Activity:
In the entries that follow, copy exactly each line from the first through the line with "Result<(StatusCode, Json<BroadcastResponse>), AppError>".
* * *
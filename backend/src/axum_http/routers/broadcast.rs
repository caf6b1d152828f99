use axum::{
    Json, Router,
    extract::State,
    http::StatusCode,
    routing::post,
};
use serde::{Deserialize, Serialize};
use std::sync::Arc;
use tracing::info;

use crate::auth::AdminAuth;
use crate::axum_http::error_responses::AppError;
use crate::usecases::broadcast::BroadcastUseCase;
use domain::value_objects::broadcast::BroadcastMessage;
use infra::{
    db::{postgres::postgres_connection::PgPool, repositories::users::UserPostgres},
    telegram::client::TelegramChannelClient,
};

type BroadcastState = Arc<BroadcastUseCase<UserPostgres, TelegramChannelClient>>;

pub fn routes(db_pool: Arc<PgPool>, channel: Arc<TelegramChannelClient>) -> Router {
    let broadcast_usecase =
        BroadcastUseCase::new(Arc::new(UserPostgres::new(Arc::clone(&db_pool))), channel);

    Router::new()
        .route("/", post(broadcast))
        .with_state(Arc::new(broadcast_usecase))
}

#[derive(Debug, Deserialize)]
pub struct BroadcastRequest {
    pub text: String,
    pub photo_id: Option<String>,
}

#[derive(Debug, Serialize)]
pub struct BroadcastResponse {
    pub queued: usize,
}

pub async fn broadcast(
    State(broadcast_usecase): State<BroadcastState>,
    admin: AdminAuth,
    Json(payload): Json<BroadcastRequest>,
) -> Result<(StatusCode, Json<BroadcastResponse>), AppError> {
    info!(admin_id = admin.admin_id, "broadcast: requested");

    let queued = broadcast_usecase
        .broadcast(BroadcastMessage {
            text: payload.text,
            photo_id: payload.photo_id,
        })
        .await?;

    Ok((StatusCode::ACCEPTED, Json(BroadcastResponse { queued })))
}
use std::sync::Arc;

use chrono::{Duration, Utc};
use serde::Serialize;
use thiserror::Error;
use tracing::error;

use domain::{
    repositories::{payments::PaymentRepository, users::UserRepository},
    value_objects::stats::{SalesSummary, TariffPopularity},
};

#[derive(Debug, Error)]
pub enum StatsError {
    #[error(transparent)]
    Internal(#[from] anyhow::Error),
}

#[derive(Debug, Clone, Serialize)]
pub struct BotStats {
    pub users_total: i64,
    pub active_subscriptions: i64,
    pub today: SalesSummary,
    pub last_week: SalesSummary,
    pub last_month: SalesSummary,
    pub all_time: SalesSummary,
    pub most_popular_tariff: Option<TariffPopularity>,
}

pub struct StatsUseCase<U, Pay>
where
    U: UserRepository + Send + Sync + 'static,
    Pay: PaymentRepository + Send + Sync + 'static,
{
    user_repo: Arc<U>,
    payment_repo: Arc<Pay>,
}

impl<U, Pay> StatsUseCase<U, Pay>
where
    U: UserRepository + Send + Sync + 'static,
    Pay: PaymentRepository + Send + Sync + 'static,
{
    pub fn new(user_repo: Arc<U>, payment_repo: Arc<Pay>) -> Self {
        Self {
            user_repo,
            payment_repo,
        }
    }

    pub async fn overview(&self) -> Result<BotStats, StatsError> {
        let now = Utc::now();

        let load = async {
            anyhow::Ok(BotStats {
                users_total: self.user_repo.count_users().await?,
                active_subscriptions: self.user_repo.count_active(now).await?,
                today: self.payment_repo.sales_since(Some(now - Duration::days(1))).await?,
                last_week: self
                    .payment_repo
                    .sales_since(Some(now - Duration::days(7)))
                    .await?,
                last_month: self
                    .payment_repo
                    .sales_since(Some(now - Duration::days(30)))
                    .await?,
                all_time: self.payment_repo.sales_since(None).await?,
                most_popular_tariff: self.payment_repo.most_popular_tariff().await?,
            })
        };

        load.await.map_err(|err| {
            error!(db_error = ?err, "stats: failed to build overview");
            StatsError::Internal(err)
        })
    }
}

#[cfg(test)]
mod tests {
    use super::*;
    use domain::repositories::{
        payments::MockPaymentRepository, users::MockUserRepository,
    };

    #[tokio::test]
    async fn overview_aggregates_all_periods() {
        let mut user_repo = MockUserRepository::new();
        user_repo.expect_count_users().returning(|| Ok(10));
        user_repo.expect_count_active().returning(|_| Ok(4));

        let mut payment_repo = MockPaymentRepository::new();
        payment_repo
            .expect_sales_since()
            .times(4)
            .returning(|since| {
                Ok(match since {
                    Some(_) => SalesSummary {
                        revenue_minor: 500,
                        sales: 1,
                    },
                    None => SalesSummary {
                        revenue_minor: 5000,
                        sales: 10,
                    },
                })
            });
        payment_repo.expect_most_popular_tariff().returning(|| {
            Ok(Some(TariffPopularity {
                tariff_name: "Monthly".to_string(),
                sales: 7,
            }))
        });

        let usecase = StatsUseCase::new(Arc::new(user_repo), Arc::new(payment_repo));
        let stats = usecase.overview().await.unwrap();

        assert_eq!(stats.users_total, 10);
        assert_eq!(stats.active_subscriptions, 4);
        assert_eq!(stats.all_time.revenue_minor, 5000);
        assert_eq!(stats.today.sales, 1);
        assert_eq!(
            stats.most_popular_tariff.unwrap().tariff_name,
            "Monthly"
        );
    }
}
* * *
Output of the exercise:
filename backend/src/axum_http/routers/broadcast.rs
repository caf6b1d152828f99
use axum::{
    Json, Router,
    extract::State,
    http::StatusCode,
    routing::post,
};
use serde::{Deserialize, Serialize};
use std::sync::Arc;
use tracing::info;

use crate::auth::AdminAuth;
use crate::axum_http::error_responses::AppError;
use crate::usecases::broadcast::BroadcastUseCase;
use domain::value_objects::broadcast::BroadcastMessage;
use infra::{
    db::{postgres::postgres_connection::PgPool, repositories::users::UserPostgres},
    telegram::client::TelegramChannelClient,
};

type BroadcastState = Arc<BroadcastUseCase<UserPostgres, TelegramChannelClient>>;

pub fn routes(db_pool: Arc<PgPool>, channel: Arc<TelegramChannelClient>) -> Router {
    let broadcast_usecase =
        BroadcastUseCase::new(Arc::new(UserPostgres::new(Arc::clone(&db_pool))), channel);

    Router::new()
        .route("/", post(broadcast))
        .with_state(Arc::new(broadcast_usecase))
}

#[derive(Debug, Deserialize)]
pub struct BroadcastRequest {
    pub text: String,
    pub photo_id: Option<String>,
}

#[derive(Debug, Serialize)]
pub struct BroadcastResponse {
    pub queued: usize,
}

pub async fn broadcast(
    State(broadcast_usecase): State<BroadcastState>,
    admin: AdminAuth,
    Json(payload): Json<BroadcastRequest>,
) -> Result<(StatusCode, Json<BroadcastResponse>), AppError> {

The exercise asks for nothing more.